Heh. When my nephew’s mother (15 years old then,) showed up to schedule the appointment for paternity tests with her father, my brother and my mother, she was wearing a tight little shirt that said, “I make good boys bad.”

:rolleyes:

Yeah.

I think I was the only teenager in the world who wanted to dress more conservatively than my mom wanted me to.

I’m a sloppy dresser. All I want is clothes that don’t show anything that shouldn’t be showing, no matter how I stand or sit. Given the choice, I don’t tend to wear skirts knee-length or shorter, in case my underpants would show when I sit (I have never learned to sit in a short skirt, and there are many, many things higher on my list of Things I’d Like To Learn).

My mother, on the other hand, doesn’t like longer-than-knee-length skirts. I got very angry with her for shortening one of my favorite skirts… :mad:

You weren’t the only one. My mom often urged me to “show what you got.” :eek:

While I agree with everyone here, can we not say, “Well, she’ll just get raped!”? I think we’re smart enough here at the SDMB to know that a woman does NOT get raped because she wore a short skirt, and that just perpetuates the stereotype of “she was asking for it-look how she’s dressed!”

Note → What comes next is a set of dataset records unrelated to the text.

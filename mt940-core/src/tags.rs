use crate::amount::format_mt940_amount;
use crate::model::{Balance, Direction, StatementNumber};
use chrono::NaiveDate;
use rust_decimal::Decimal;
use serde::{Deserialize, Serialize};
use std::fmt;

/// Один уже разобранный тег MT940.
///
/// Теги приходят от внешнего токенизатора: `id` как в сообщении ("60F", "28C"),
/// `data` - исходный текст поля, `fields` - типизированные значения.
/// После создания теги не меняются.
///
/// Пример:
/// ```rust
/// use chrono::NaiveDate;
/// use mt940_core::{Balance, Direction, Tag, TagKind};
/// use rust_decimal::Decimal;
///
/// let date = NaiveDate::from_ymd_opt(2023, 1, 1).unwrap();
/// let usd = "USD".parse().unwrap();
/// let opening = Balance::new(Direction::Credit, date, usd, Decimal::new(10000, 2));
/// let tag = Tag::opening_balance(opening);
///
/// assert_eq!(tag.kind(), TagKind::OpeningBalance);
/// assert_eq!(tag.data, "C230101USD100,00");
/// ```
#[derive(Debug, Clone, PartialEq, Serialize, Deserialize)]
pub struct Tag {
    pub id: String,
    #[serde(default)]
    pub data: String,
    pub fields: TagFields,
}

/// Типизированное содержимое тега, по варианту на каждый вид
#[derive(Debug, Clone, PartialEq, Serialize, Deserialize)]
#[serde(rename_all = "snake_case")]
pub enum TagFields {
    /// :20:
    TransactionReference { reference: String },
    /// :21:
    RelatedReference { reference: String },
    /// :25:
    AccountIdentification { account: String },
    /// :28C:
    StatementNumber(StatementNumber),
    /// :60F: / :60M:
    OpeningBalance {
        balance: Balance,
        #[serde(default)]
        intermediate: bool,
    },
    /// :62F: / :62M:
    ClosingBalance {
        balance: Balance,
        #[serde(default)]
        intermediate: bool,
    },
    /// :64:
    ClosingAvailableBalance { balance: Balance },
    /// :65:
    ForwardAvailableBalance { balance: Balance },
    /// :61:
    StatementLine(StatementLine),
    /// :86:
    TransactionDetails { details: String },
    /// NS, нестандартный текст банка
    NonSwift { text: String },
}

/// Вид тега без данных
#[derive(Debug, Clone, Copy, PartialEq, Eq, Hash, Serialize, Deserialize)]
pub enum TagKind {
    TransactionReference,
    RelatedReference,
    AccountIdentification,
    StatementNumber,
    OpeningBalance,
    ClosingBalance,
    ClosingAvailableBalance,
    ForwardAvailableBalance,
    StatementLine,
    TransactionDetails,
    NonSwift,
}

impl TagKind {
    /// Номер тега без буквенного варианта
    pub fn id(self) -> &'static str {
        match self {
            TagKind::TransactionReference => "20",
            TagKind::RelatedReference => "21",
            TagKind::AccountIdentification => "25",
            TagKind::StatementNumber => "28C",
            TagKind::OpeningBalance => "60",
            TagKind::ClosingBalance => "62",
            TagKind::ClosingAvailableBalance => "64",
            TagKind::ForwardAvailableBalance => "65",
            TagKind::StatementLine => "61",
            TagKind::TransactionDetails => "86",
            TagKind::NonSwift => "NS",
        }
    }

    /// Теги, несущие баланс (и валюту)
    pub fn is_balance(self) -> bool {
        matches!(
            self,
            TagKind::OpeningBalance
                | TagKind::ClosingBalance
                | TagKind::ClosingAvailableBalance
                | TagKind::ForwardAvailableBalance
        )
    }
}

impl fmt::Display for TagKind {
    fn fmt(&self, f: &mut fmt::Formatter<'_>) -> fmt::Result {
        f.write_str(self.id())
    }
}

/// Поля строки выписки :61:
///
/// При чтении из JSON знак суммы выводится из `direction` и `is_reversal`,
/// сама сумма может быть записана без знака, как в MT940.
#[derive(Debug, Clone, PartialEq, Eq, Serialize, Deserialize)]
#[serde(from = "StatementLineRecord")]
pub struct StatementLine {
    /// дата валютирования
    pub value_date: NaiveDate,
    /// дата проводки, если указана
    #[serde(default)]
    pub entry_date: Option<NaiveDate>,
    /// признак C/D как в теге (для сторно - исходное направление)
    pub direction: Direction,
    /// сторно (RC/RD)
    #[serde(default)]
    pub is_reversal: bool,
    /// третий символ кода валюты, если банк его передаёт
    #[serde(default)]
    pub funds_code: Option<char>,
    /// знаковая сумма: приход положительный, расход отрицательный
    pub amount: Decimal,
    /// код операции, напр. "NTRF"
    pub transaction_type: String,
    /// референс клиента, до `//`
    pub reference: String,
    /// референс банка, после `//`
    #[serde(default)]
    pub bank_reference: Option<String>,
    /// вторая строка :61:
    #[serde(default)]
    pub extra_details: Option<String>,
}

/// Строка :61: в том виде, в каком она пришла в JSON
#[derive(Deserialize)]
struct StatementLineRecord {
    value_date: NaiveDate,
    #[serde(default)]
    entry_date: Option<NaiveDate>,
    direction: Direction,
    #[serde(default)]
    is_reversal: bool,
    #[serde(default)]
    funds_code: Option<char>,
    amount: Decimal,
    transaction_type: String,
    reference: String,
    #[serde(default)]
    bank_reference: Option<String>,
    #[serde(default)]
    extra_details: Option<String>,
}

impl From<StatementLineRecord> for StatementLine {
    fn from(record: StatementLineRecord) -> Self {
        let mut amount = record.direction.apply(record.amount);
        if record.is_reversal {
            amount = -amount;
        }

        StatementLine {
            value_date: record.value_date,
            entry_date: record.entry_date,
            direction: record.direction,
            is_reversal: record.is_reversal,
            funds_code: record.funds_code,
            amount,
            transaction_type: record.transaction_type,
            reference: record.reference,
            bank_reference: record.bank_reference,
            extra_details: record.extra_details,
        }
    }
}

impl StatementLine {
    /// Строка с суммой без знака; знак выводится из направления
    pub fn new(value_date: NaiveDate, direction: Direction, amount: Decimal) -> Self {
        StatementLine {
            value_date,
            entry_date: None,
            direction,
            is_reversal: false,
            funds_code: None,
            amount: direction.apply(amount),
            transaction_type: "NTRF".to_string(),
            reference: "NONREF".to_string(),
            bank_reference: None,
            extra_details: None,
        }
    }

    /// Помечает строку как сторно: RC уменьшает остаток, RD увеличивает
    pub fn reversal(mut self) -> Self {
        if !self.is_reversal {
            self.is_reversal = true;
            self.amount = -self.amount;
        }
        self
    }

    pub fn with_entry_date(mut self, entry_date: NaiveDate) -> Self {
        self.entry_date = Some(entry_date);
        self
    }

    pub fn with_funds_code(mut self, funds_code: char) -> Self {
        self.funds_code = Some(funds_code);
        self
    }

    pub fn with_transaction_type(mut self, transaction_type: &str) -> Self {
        self.transaction_type = transaction_type.to_string();
        self
    }

    pub fn with_reference(mut self, reference: &str) -> Self {
        self.reference = reference.to_string();
        self
    }

    pub fn with_bank_reference(mut self, bank_reference: &str) -> Self {
        self.bank_reference = Some(bank_reference.to_string());
        self
    }

    pub fn with_extra_details(mut self, extra_details: &str) -> Self {
        self.extra_details = Some(extra_details.to_string());
        self
    }

    fn render(&self) -> String {
        let mut out = self.value_date.format("%y%m%d").to_string();
        if let Some(entry_date) = self.entry_date {
            out.push_str(&entry_date.format("%m%d").to_string());
        }
        if self.is_reversal {
            out.push('R');
        }
        out.push(self.direction.mark());
        if let Some(code) = self.funds_code {
            out.push(code);
        }
        out.push_str(&format_mt940_amount(self.amount));
        out.push_str(&self.transaction_type);
        out.push_str(&self.reference);
        if let Some(bank_ref) = &self.bank_reference {
            out.push_str("//");
            out.push_str(bank_ref);
        }
        if let Some(extra) = &self.extra_details {
            out.push('\n');
            out.push_str(extra);
        }
        out
    }
}

fn render_balance(balance: &Balance) -> String {
    format!(
        "{}{}{}{}",
        balance.direction().mark(),
        balance.date.format("%y%m%d"),
        balance.currency,
        format_mt940_amount(balance.amount),
    )
}

impl Tag {
    /// Тег с явным id и исходным текстом
    pub fn new(id: impl Into<String>, data: impl Into<String>, fields: TagFields) -> Self {
        Tag {
            id: id.into(),
            data: data.into(),
            fields,
        }
    }

    /// Заменяет синтезированный текст тега исходным
    pub fn with_data(mut self, data: impl Into<String>) -> Self {
        self.data = data.into();
        self
    }

    pub fn transaction_reference(reference: &str) -> Self {
        Tag::new(
            "20",
            reference,
            TagFields::TransactionReference {
                reference: reference.to_string(),
            },
        )
    }

    pub fn related_reference(reference: &str) -> Self {
        Tag::new(
            "21",
            reference,
            TagFields::RelatedReference {
                reference: reference.to_string(),
            },
        )
    }

    pub fn account_identification(account: &str) -> Self {
        Tag::new(
            "25",
            account,
            TagFields::AccountIdentification {
                account: account.to_string(),
            },
        )
    }

    pub fn statement_number(statement: u32, sequence: Option<u32>) -> Self {
        let number = StatementNumber { statement, sequence };
        Tag::new("28C", number.to_string(), TagFields::StatementNumber(number))
    }

    pub fn opening_balance(balance: Balance) -> Self {
        Tag::new(
            "60F",
            render_balance(&balance),
            TagFields::OpeningBalance {
                balance,
                intermediate: false,
            },
        )
    }

    /// :60M:, промежуточный открывающий баланс
    pub fn intermediate_opening_balance(balance: Balance) -> Self {
        Tag::new(
            "60M",
            render_balance(&balance),
            TagFields::OpeningBalance {
                balance,
                intermediate: true,
            },
        )
    }

    pub fn closing_balance(balance: Balance) -> Self {
        Tag::new(
            "62F",
            render_balance(&balance),
            TagFields::ClosingBalance {
                balance,
                intermediate: false,
            },
        )
    }

    /// :62M:, промежуточный закрывающий баланс
    pub fn intermediate_closing_balance(balance: Balance) -> Self {
        Tag::new(
            "62M",
            render_balance(&balance),
            TagFields::ClosingBalance {
                balance,
                intermediate: true,
            },
        )
    }

    pub fn closing_available_balance(balance: Balance) -> Self {
        Tag::new(
            "64",
            render_balance(&balance),
            TagFields::ClosingAvailableBalance { balance },
        )
    }

    pub fn forward_available_balance(balance: Balance) -> Self {
        Tag::new(
            "65",
            render_balance(&balance),
            TagFields::ForwardAvailableBalance { balance },
        )
    }

    pub fn statement_line(line: StatementLine) -> Self {
        Tag::new("61", line.render(), TagFields::StatementLine(line))
    }

    pub fn transaction_details(details: &str) -> Self {
        Tag::new(
            "86",
            details,
            TagFields::TransactionDetails {
                details: details.to_string(),
            },
        )
    }

    pub fn non_swift(text: &str) -> Self {
        Tag::new(
            "NS",
            text,
            TagFields::NonSwift {
                text: text.to_string(),
            },
        )
    }

    pub fn kind(&self) -> TagKind {
        match &self.fields {
            TagFields::TransactionReference { .. } => TagKind::TransactionReference,
            TagFields::RelatedReference { .. } => TagKind::RelatedReference,
            TagFields::AccountIdentification { .. } => TagKind::AccountIdentification,
            TagFields::StatementNumber(_) => TagKind::StatementNumber,
            TagFields::OpeningBalance { .. } => TagKind::OpeningBalance,
            TagFields::ClosingBalance { .. } => TagKind::ClosingBalance,
            TagFields::ClosingAvailableBalance { .. } => TagKind::ClosingAvailableBalance,
            TagFields::ForwardAvailableBalance { .. } => TagKind::ForwardAvailableBalance,
            TagFields::StatementLine(_) => TagKind::StatementLine,
            TagFields::TransactionDetails { .. } => TagKind::TransactionDetails,
            TagFields::NonSwift { .. } => TagKind::NonSwift,
        }
    }

    /// Баланс тега, если тег балансовый (:60:, :62:, :64:, :65:)
    pub fn balance(&self) -> Option<&Balance> {
        match &self.fields {
            TagFields::OpeningBalance { balance, .. }
            | TagFields::ClosingBalance { balance, .. }
            | TagFields::ClosingAvailableBalance { balance }
            | TagFields::ForwardAvailableBalance { balance } => Some(balance),
            TagFields::TransactionReference { .. }
            | TagFields::RelatedReference { .. }
            | TagFields::AccountIdentification { .. }
            | TagFields::StatementNumber(_)
            | TagFields::StatementLine(_)
            | TagFields::TransactionDetails { .. }
            | TagFields::NonSwift { .. } => None,
        }
    }

    /// Знаковая сумма строки выписки, для остальных тегов `None`
    pub fn line_amount(&self) -> Option<Decimal> {
        match &self.fields {
            TagFields::StatementLine(line) => Some(line.amount),
            _ => None,
        }
    }
}
#[cfg(test)]
mod tests {
    use super::*;
    use crate::model::Direction;
    use chrono::NaiveDate;
    use rust_decimal::Decimal;
    use rust_decimal_macros::dec;

    fn date(d: u32) -> NaiveDate {
        NaiveDate::from_ymd_opt(2023, 1, d).unwrap()
    }

    fn usd(amount: Decimal) -> Balance {
        Balance::new(Direction::Credit, date(1), "USD".parse().unwrap(), amount)
    }

    fn line(direction: Direction, amount: Decimal, reference: &str) -> Tag {
        Tag::statement_line(
            StatementLine::new(date(2), direction, amount).with_reference(reference),
        )
    }

    fn sample_group() -> Vec<Tag> {
        vec![
            Tag::transaction_reference("REF1"),
            Tag::related_reference("REL1"),
            Tag::account_identification("ACC1"),
            Tag::statement_number(1, Some(2)),
            Tag::opening_balance(usd(dec!(100.00))),
            line(Direction::Credit, dec!(50.00), "L1"),
            Tag::transaction_details("?20first?32ACME"),
            Tag::non_swift("bank note"),
            line(Direction::Debit, dec!(20.00), "L2"),
            Tag::closing_balance(usd(dec!(130.00))),
            Tag::closing_available_balance(usd(dec!(130.00))),
            Tag::forward_available_balance(usd(dec!(130.00))),
            Tag::forward_available_balance(usd(dec!(125.00))),
            Tag::transaction_details("Statement note"),
        ]
    }

    #[test]
    fn builds_all_statement_fields() {
        let stmt = build_statement(&sample_group(), BuildOptions::default()).unwrap();

        assert_eq!(stmt.transaction_reference, "REF1");
        assert_eq!(stmt.related_reference.as_deref(), Some("REL1"));
        assert_eq!(stmt.account_id, "ACC1");
        assert_eq!(stmt.number, StatementNumber { statement: 1, sequence: Some(2) });
        assert_eq!(stmt.currency.code(), "USD");
        assert_eq!(stmt.opening_balance.amount, dec!(100.00));
        assert_eq!(stmt.closing_balance.amount, dec!(130.00));
        assert_eq!(stmt.closing_available_balance, Some(usd(dec!(130.00))));
        assert_eq!(stmt.forward_available_balances, vec![usd(dec!(130.00)), usd(dec!(125.00))]);
        assert_eq!(stmt.information_to_account_owner.as_deref(), Some("Statement note"));
        assert!(stmt.tags.is_none());
    }

    #[test]
    fn details_and_non_swift_attach_to_preceding_line() {
        let stmt = build_statement(&sample_group(), BuildOptions::default()).unwrap();

        assert_eq!(stmt.transactions.len(), 2);

        let first = &stmt.transactions[0];
        assert_eq!(first.reference, "L1");
        assert_eq!(first.amount, dec!(50.00));
        assert_eq!(first.currency.code(), "USD");
        assert_eq!(first.details, "?20first?32ACME");
        assert_eq!(first.non_swift.as_deref(), Some("bank note"));
        assert!(first.structured_details.is_none());
        assert!(first.tags.is_none());

        let second = &stmt.transactions[1];
        assert_eq!(second.reference, "L2");
        assert_eq!(second.amount, dec!(-20.00));
        assert!(second.is_expense());
        assert_eq!(second.details, "");
        assert!(second.non_swift.is_none());
    }

    #[test]
    fn repeated_details_are_joined() {
        let mut group = sample_group();
        group.insert(7, Tag::transaction_details("second part"));

        let stmt = build_statement(&group, BuildOptions::default()).unwrap();
        assert_eq!(stmt.transactions[0].details, "?20first?32ACME\nsecond part");
    }

    #[test]
    fn with_86_structure_parses_details() {
        let options = BuildOptions {
            with_86_structure: true,
            ..Default::default()
        };
        let stmt = build_statement(&sample_group(), options).unwrap();

        let structured = stmt.transactions[0].structured_details.as_ref().unwrap();
        assert_eq!(structured.get("20"), Some("first"));
        assert_eq!(structured.get("32"), Some("ACME"));

        // без :86: разбирать нечего
        assert!(stmt.transactions[1].structured_details.is_none());
    }

    #[test]
    fn with_tags_keeps_raw_text() {
        let options = BuildOptions {
            with_tags: true,
            ..Default::default()
        };
        let stmt = build_statement(&sample_group(), options).unwrap();

        let statement_ids: Vec<&str> = stmt
            .tags
            .as_ref()
            .unwrap()
            .iter()
            .map(|t| t.id.as_str())
            .collect();
        assert_eq!(
            statement_ids,
            ["20", "21", "25", "28C", "60F", "62F", "64", "65", "65", "86"]
        );

        let first_ids: Vec<&str> = stmt.transactions[0]
            .tags
            .as_ref()
            .unwrap()
            .iter()
            .map(|t| t.id.as_str())
            .collect();
        assert_eq!(first_ids, ["61", "86", "NS"]);

        let second = stmt.transactions[1].tags.as_ref().unwrap();
        assert_eq!(second.len(), 1);
        assert_eq!(second[0].data, "230102D20,00NTRFL2");
    }

    #[test]
    fn transactions_keep_source_order() {
        let mut group = vec![
            Tag::transaction_reference("REF1"),
            Tag::account_identification("ACC1"),
            Tag::statement_number(1, None),
            Tag::opening_balance(usd(dec!(0))),
        ];
        for (idx, amount) in [dec!(3), dec!(1), dec!(2)].into_iter().enumerate() {
            group.push(line(Direction::Credit, amount, &format!("L{}", idx + 1)));
        }
        group.push(Tag::closing_balance(usd(dec!(6))));

        let stmt = build_statement(&group, BuildOptions::default()).unwrap();

        let refs: Vec<&str> = stmt.transactions.iter().map(|t| t.reference.as_str()).collect();
        assert_eq!(refs, ["L1", "L2", "L3"]);
    }

    #[test]
    fn duplicate_balances_keep_first() {
        let mut group = sample_group();
        group.push(Tag::intermediate_closing_balance(usd(dec!(1.00))));

        let stmt = build_statement(&group, BuildOptions::default()).unwrap();
        assert_eq!(stmt.closing_balance.amount, dec!(130.00));
    }

    #[test]
    fn stray_non_swift_is_dropped() {
        let mut group = sample_group();
        group.insert(4, Tag::non_swift("before lines"));

        let stmt = build_statement(&group, BuildOptions::default()).unwrap();
        assert_eq!(stmt.transactions[0].non_swift.as_deref(), Some("bank note"));
    }

    #[test]
    fn incomplete_group_fails_on_finalization() {
        let group = vec![
            Tag::transaction_reference("REF1"),
            Tag::account_identification("ACC1"),
            Tag::statement_number(1, None),
            Tag::closing_balance(usd(dec!(1))),
        ];

        assert_eq!(
            build_statement(&group, BuildOptions::default()),
            Err(BuildError::Incomplete("opening balance"))
        );
    }

    #[test]
    fn building_is_repeatable() {
        let group = sample_group();
        let options = BuildOptions {
            with_tags: true,
            with_86_structure: true,
        };
        assert_eq!(build_statement(&group, options), build_statement(&group, options));
    }
}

That being said, she will be looked down upon and not be respected if she dresses up like that.

What about when the offended parent calls the cops and you get arrested for solicitation of a minor?

It probably gets a lot less funny at that point.

<hijack>

How she doin’? :smiley:

</hijack>

Aren’t there any tomboys left?

I’ve worn a skirt less than a dozen times since I was old enough to dress myself.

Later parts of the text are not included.